* THE TASK: Searching the material below, find each line that includes the word "IndexKey", and copy it.

* DATA SUPPLIED:
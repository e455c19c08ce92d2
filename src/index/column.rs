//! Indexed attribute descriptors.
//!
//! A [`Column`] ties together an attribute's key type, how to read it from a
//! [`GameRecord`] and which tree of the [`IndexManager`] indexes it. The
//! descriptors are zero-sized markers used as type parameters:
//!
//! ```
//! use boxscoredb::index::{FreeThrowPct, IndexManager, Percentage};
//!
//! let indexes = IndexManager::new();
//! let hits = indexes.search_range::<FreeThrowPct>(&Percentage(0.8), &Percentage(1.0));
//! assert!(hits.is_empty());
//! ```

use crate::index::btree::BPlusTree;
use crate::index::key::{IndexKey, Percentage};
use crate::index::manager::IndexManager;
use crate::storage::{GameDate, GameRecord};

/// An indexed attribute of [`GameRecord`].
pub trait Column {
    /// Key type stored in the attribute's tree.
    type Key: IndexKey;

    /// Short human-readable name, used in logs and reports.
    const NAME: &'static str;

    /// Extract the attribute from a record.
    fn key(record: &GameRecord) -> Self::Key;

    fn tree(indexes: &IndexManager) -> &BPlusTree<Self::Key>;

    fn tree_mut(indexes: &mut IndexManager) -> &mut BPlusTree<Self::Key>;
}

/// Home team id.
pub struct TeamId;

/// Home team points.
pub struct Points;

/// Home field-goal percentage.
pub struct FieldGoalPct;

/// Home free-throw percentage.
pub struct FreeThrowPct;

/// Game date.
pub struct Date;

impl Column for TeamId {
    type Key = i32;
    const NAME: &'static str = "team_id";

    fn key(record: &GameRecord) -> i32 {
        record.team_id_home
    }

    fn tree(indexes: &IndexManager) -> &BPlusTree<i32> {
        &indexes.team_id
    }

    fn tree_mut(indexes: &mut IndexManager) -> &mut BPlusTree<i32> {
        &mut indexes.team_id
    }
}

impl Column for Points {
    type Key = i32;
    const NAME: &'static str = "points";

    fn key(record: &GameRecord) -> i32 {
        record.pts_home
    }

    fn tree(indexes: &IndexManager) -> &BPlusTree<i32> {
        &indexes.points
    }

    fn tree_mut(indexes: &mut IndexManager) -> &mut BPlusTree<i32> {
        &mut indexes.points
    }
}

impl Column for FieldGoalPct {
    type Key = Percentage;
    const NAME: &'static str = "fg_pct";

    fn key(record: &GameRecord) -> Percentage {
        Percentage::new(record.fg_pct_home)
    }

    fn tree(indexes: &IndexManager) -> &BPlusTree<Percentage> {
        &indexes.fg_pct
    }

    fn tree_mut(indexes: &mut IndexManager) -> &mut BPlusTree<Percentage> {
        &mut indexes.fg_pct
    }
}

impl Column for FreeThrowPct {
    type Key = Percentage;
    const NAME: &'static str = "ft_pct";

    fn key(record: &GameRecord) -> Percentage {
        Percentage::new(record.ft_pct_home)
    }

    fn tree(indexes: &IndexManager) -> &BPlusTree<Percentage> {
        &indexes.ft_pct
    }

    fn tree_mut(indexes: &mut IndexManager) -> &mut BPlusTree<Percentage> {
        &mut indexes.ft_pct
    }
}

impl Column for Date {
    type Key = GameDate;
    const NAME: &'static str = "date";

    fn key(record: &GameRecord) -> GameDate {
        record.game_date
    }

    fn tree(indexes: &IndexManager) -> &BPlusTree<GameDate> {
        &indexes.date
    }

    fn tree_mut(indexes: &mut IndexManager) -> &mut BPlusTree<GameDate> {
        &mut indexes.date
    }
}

--

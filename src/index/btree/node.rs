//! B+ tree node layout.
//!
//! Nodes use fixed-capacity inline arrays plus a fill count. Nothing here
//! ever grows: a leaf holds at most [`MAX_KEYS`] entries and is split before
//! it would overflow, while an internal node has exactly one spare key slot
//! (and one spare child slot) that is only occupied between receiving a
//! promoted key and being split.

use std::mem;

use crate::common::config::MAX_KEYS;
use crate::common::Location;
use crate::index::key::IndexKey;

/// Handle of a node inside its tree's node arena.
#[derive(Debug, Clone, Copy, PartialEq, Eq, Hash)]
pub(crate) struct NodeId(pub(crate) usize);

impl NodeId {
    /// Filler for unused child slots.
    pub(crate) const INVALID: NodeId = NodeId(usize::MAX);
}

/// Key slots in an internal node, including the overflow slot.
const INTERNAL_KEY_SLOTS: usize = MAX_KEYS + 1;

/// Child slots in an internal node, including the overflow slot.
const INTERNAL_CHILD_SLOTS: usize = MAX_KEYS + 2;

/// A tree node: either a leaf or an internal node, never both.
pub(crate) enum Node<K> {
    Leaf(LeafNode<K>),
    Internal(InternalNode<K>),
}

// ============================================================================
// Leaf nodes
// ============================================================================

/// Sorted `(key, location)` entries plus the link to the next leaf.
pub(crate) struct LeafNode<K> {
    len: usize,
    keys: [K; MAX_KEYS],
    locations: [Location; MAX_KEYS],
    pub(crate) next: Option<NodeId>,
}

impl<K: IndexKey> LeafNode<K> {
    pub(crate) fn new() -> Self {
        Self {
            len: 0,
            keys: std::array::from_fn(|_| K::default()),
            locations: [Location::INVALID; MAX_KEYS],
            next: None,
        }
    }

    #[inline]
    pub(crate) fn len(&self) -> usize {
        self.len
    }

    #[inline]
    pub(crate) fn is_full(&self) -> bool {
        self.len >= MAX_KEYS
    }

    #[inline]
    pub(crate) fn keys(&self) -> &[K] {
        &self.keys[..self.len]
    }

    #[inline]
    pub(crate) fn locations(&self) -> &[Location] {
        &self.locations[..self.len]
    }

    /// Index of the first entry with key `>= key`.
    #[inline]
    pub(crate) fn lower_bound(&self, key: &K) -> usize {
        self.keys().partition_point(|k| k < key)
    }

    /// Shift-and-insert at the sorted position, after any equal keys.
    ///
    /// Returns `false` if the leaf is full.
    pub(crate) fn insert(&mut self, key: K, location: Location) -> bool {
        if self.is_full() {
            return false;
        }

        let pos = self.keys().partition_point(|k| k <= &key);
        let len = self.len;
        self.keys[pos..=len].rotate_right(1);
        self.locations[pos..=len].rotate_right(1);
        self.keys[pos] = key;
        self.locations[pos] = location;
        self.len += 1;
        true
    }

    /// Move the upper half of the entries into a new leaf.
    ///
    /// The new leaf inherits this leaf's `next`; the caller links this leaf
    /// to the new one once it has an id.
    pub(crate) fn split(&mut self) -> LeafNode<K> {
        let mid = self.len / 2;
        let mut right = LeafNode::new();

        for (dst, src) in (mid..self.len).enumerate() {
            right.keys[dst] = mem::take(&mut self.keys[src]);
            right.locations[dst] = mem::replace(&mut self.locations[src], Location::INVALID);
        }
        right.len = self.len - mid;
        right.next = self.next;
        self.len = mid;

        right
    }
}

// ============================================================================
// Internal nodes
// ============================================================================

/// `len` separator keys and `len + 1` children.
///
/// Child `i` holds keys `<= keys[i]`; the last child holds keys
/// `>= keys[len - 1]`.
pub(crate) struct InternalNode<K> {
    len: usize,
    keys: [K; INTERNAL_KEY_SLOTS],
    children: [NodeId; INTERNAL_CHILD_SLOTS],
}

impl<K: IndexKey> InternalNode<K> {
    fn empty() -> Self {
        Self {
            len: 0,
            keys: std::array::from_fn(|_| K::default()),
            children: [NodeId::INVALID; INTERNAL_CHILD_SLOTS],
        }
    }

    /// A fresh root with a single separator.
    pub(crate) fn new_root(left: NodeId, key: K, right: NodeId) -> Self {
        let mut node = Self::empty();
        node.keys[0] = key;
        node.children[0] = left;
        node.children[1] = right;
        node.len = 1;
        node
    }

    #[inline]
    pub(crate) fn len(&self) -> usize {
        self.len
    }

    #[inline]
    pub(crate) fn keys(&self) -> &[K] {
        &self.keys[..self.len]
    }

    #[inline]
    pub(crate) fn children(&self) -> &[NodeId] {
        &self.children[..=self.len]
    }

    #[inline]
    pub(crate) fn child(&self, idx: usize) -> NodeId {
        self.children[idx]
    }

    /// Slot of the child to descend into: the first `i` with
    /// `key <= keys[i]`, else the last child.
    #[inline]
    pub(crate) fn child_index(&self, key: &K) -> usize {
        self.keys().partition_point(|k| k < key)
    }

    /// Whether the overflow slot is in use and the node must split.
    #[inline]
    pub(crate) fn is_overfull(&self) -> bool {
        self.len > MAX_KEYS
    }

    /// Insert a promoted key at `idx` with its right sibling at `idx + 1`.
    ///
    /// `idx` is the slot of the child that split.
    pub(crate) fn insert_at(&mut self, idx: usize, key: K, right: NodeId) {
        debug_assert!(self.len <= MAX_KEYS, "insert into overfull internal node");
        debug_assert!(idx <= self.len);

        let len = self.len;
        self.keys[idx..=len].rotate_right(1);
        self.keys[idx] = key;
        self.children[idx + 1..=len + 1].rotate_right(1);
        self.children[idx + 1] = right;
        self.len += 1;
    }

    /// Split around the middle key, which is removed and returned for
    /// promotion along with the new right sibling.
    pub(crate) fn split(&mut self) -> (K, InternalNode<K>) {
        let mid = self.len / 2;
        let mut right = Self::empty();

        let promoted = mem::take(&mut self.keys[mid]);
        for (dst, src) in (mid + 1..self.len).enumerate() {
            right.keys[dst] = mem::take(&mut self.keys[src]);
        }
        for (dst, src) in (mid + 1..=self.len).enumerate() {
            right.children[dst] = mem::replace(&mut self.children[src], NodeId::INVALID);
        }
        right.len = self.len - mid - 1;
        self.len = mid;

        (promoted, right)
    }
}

* YOUR RESPONSE:
use crate::index::key::{IndexKey, Percentage};
    type Key: IndexKey;
use crate::index::key::IndexKey;
impl<K: IndexKey> LeafNode<K> {
impl<K: IndexKey> InternalNode<K> {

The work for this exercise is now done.